§ About this exercise
Give the number of lines in the records below that include "PartialOrd". Reply with that number alone.

[Saved entries]
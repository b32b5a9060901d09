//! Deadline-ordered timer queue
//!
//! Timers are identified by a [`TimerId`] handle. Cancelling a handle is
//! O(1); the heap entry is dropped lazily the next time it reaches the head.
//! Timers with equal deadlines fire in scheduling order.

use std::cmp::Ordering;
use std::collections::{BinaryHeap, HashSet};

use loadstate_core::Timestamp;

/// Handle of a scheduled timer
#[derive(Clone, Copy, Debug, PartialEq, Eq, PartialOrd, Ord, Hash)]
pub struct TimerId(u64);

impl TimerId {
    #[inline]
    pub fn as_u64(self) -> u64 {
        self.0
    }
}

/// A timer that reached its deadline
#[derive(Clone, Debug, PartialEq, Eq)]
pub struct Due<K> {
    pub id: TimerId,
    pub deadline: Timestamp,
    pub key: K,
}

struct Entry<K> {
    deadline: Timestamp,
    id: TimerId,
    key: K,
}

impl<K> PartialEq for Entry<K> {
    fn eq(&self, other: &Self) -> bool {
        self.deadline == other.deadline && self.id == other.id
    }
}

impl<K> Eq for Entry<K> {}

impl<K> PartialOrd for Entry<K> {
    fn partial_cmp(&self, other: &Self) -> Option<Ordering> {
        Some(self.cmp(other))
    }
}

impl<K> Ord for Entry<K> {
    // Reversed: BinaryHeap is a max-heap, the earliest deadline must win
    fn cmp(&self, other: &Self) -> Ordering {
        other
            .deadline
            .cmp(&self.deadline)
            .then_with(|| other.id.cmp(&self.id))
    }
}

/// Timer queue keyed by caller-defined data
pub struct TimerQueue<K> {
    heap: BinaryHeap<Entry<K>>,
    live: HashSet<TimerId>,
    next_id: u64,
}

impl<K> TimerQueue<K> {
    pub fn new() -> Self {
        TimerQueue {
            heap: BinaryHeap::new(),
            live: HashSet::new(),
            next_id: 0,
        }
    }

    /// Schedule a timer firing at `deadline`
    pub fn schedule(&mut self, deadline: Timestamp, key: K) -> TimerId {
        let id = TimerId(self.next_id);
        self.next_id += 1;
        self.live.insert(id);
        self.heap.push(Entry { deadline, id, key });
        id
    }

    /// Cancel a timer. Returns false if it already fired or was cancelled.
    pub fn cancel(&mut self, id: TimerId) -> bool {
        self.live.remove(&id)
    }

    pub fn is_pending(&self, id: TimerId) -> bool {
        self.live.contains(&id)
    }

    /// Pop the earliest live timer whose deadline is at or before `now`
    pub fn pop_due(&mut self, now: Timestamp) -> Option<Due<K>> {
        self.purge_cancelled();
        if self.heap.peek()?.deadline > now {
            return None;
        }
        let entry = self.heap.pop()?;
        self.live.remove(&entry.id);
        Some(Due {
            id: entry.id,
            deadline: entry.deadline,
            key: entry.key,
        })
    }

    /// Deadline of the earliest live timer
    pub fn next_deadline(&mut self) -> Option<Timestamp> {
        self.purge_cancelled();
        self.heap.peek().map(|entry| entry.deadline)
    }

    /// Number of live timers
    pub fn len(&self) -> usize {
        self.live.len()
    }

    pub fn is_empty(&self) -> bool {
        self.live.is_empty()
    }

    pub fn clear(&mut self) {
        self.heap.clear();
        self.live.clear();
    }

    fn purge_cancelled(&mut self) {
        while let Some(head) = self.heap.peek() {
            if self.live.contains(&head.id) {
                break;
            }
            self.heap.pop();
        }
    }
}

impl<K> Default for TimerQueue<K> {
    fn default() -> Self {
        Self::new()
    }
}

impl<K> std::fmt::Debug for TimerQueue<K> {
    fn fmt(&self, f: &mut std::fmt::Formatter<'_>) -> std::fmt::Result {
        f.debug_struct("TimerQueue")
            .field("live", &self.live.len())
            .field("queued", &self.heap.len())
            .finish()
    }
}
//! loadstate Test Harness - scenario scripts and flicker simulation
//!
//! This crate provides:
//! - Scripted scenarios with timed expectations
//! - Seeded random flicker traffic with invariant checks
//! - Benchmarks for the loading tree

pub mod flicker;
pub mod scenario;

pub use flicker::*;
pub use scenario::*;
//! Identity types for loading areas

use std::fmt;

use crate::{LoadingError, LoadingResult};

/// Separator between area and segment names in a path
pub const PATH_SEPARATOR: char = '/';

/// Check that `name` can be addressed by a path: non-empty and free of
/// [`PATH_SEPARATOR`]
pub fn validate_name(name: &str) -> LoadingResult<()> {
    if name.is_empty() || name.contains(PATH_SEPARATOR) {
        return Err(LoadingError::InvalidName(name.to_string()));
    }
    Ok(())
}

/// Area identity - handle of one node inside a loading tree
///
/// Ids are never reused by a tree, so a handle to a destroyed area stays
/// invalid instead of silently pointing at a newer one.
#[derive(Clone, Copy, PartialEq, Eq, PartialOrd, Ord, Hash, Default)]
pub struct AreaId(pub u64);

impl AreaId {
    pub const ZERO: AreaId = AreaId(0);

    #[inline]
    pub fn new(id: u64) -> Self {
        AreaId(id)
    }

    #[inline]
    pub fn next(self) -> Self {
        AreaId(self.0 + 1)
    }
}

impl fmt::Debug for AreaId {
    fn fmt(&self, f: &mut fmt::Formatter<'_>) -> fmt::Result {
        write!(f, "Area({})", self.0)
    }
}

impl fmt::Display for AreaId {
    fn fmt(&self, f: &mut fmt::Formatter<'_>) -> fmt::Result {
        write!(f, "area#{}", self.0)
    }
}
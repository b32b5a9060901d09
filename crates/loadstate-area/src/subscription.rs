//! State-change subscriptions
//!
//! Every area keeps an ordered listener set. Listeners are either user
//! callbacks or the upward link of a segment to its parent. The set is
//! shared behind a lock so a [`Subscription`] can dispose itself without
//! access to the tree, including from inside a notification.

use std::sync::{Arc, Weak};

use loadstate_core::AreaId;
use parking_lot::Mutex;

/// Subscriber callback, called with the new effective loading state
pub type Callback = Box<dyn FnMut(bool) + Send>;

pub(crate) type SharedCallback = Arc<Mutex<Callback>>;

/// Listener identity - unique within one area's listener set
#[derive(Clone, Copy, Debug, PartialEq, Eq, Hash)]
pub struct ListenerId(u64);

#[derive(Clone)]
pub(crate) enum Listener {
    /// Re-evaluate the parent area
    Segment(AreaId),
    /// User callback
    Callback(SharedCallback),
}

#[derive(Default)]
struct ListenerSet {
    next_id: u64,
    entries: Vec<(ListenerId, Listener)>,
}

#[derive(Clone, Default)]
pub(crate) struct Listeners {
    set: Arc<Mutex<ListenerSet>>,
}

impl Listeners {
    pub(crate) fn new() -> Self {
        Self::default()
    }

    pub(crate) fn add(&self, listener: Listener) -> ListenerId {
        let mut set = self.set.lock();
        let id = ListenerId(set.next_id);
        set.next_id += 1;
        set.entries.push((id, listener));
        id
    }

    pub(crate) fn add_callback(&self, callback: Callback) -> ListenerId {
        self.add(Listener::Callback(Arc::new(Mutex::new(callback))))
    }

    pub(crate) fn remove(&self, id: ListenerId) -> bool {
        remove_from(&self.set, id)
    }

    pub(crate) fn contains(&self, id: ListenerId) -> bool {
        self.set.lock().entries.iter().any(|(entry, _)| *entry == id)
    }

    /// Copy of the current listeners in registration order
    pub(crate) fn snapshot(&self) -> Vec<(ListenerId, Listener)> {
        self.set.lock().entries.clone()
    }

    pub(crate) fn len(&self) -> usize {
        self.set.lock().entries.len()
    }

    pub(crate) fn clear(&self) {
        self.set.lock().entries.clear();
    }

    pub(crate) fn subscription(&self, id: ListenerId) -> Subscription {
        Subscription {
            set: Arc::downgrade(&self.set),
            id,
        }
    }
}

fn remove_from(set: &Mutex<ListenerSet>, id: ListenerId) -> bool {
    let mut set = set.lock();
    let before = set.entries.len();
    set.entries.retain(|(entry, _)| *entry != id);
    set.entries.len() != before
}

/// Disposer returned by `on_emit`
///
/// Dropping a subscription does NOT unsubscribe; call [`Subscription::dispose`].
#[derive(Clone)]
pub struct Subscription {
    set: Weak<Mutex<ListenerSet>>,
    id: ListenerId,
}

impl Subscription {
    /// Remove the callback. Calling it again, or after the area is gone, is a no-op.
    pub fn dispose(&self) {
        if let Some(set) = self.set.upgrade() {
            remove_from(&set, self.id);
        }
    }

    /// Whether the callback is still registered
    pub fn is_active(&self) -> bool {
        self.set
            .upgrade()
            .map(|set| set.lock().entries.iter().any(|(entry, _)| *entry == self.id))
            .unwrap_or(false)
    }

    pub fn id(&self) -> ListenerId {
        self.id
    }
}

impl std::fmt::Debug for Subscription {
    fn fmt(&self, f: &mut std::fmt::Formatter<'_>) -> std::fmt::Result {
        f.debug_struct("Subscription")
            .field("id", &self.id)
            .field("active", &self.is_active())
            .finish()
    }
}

§ Answer to this problem
3